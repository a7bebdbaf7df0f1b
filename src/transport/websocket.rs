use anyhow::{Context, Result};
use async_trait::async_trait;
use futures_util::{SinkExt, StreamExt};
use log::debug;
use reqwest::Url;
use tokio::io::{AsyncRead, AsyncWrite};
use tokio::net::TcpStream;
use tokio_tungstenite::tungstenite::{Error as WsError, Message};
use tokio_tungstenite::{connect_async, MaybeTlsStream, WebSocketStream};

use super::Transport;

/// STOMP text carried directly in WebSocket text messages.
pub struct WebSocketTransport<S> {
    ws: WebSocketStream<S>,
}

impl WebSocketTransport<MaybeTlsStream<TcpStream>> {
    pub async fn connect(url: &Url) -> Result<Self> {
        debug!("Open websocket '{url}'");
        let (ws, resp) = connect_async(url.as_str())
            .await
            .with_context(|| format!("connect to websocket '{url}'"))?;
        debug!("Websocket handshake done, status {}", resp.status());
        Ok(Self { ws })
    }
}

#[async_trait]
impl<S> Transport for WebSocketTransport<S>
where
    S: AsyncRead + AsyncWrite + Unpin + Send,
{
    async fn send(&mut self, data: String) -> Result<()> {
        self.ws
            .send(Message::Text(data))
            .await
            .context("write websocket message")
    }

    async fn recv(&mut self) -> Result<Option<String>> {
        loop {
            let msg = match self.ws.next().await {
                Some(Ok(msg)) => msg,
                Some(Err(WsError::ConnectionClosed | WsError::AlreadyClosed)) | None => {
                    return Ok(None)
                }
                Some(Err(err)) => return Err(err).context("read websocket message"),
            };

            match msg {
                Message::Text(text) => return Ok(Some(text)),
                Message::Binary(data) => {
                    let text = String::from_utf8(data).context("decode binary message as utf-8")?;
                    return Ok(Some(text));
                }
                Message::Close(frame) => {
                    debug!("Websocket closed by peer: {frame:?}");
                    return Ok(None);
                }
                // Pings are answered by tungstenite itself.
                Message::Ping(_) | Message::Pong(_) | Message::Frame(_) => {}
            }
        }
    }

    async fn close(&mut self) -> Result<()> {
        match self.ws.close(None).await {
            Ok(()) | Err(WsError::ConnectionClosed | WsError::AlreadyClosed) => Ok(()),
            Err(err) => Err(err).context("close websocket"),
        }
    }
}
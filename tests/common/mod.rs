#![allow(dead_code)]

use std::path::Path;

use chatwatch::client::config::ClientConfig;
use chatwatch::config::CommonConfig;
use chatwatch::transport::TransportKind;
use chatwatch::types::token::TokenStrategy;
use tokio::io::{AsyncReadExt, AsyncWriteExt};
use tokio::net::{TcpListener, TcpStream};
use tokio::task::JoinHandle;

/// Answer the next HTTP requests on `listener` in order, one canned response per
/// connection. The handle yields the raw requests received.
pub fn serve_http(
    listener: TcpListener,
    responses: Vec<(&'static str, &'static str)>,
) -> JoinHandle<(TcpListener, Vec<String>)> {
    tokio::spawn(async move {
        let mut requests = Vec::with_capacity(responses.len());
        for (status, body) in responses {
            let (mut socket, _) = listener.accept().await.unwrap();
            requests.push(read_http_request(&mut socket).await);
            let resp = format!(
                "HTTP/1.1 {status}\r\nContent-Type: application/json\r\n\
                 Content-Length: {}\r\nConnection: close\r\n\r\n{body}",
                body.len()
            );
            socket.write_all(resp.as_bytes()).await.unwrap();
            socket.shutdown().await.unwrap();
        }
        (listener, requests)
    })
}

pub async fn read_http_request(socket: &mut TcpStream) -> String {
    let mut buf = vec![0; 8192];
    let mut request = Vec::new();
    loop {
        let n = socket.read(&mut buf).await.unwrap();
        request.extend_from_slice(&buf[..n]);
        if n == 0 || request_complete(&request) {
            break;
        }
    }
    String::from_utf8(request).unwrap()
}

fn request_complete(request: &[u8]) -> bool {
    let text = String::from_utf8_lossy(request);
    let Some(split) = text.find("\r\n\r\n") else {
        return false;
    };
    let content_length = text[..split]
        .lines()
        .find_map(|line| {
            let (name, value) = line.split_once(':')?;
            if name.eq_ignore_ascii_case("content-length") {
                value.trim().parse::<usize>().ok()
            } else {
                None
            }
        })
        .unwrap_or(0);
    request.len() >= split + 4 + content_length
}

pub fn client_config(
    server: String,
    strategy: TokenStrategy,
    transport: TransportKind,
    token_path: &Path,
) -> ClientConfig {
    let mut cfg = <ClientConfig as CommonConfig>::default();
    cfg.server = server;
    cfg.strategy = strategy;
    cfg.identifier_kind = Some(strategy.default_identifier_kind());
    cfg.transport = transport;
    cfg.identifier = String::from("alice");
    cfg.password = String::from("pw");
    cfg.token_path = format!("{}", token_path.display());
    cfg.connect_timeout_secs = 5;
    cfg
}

Problem details → Reproduce exactly the lines of the records above from the one with "Ok(()) | Err(WsError::ConnectionClosed" to the one with "use chatwatch::transport::TransportKind;", both included, and leave out everything else.

Result of this exercise →
            Ok(()) | Err(WsError::ConnectionClosed | WsError::AlreadyClosed) => Ok(()),
            Err(err) => Err(err).context("close websocket"),
        }
    }
}
filename tests/common/mod.rs
#![allow(dead_code)]

use std::path::Path;

use chatwatch::client::config::ClientConfig;
use chatwatch::config::CommonConfig;
use chatwatch::transport::TransportKind;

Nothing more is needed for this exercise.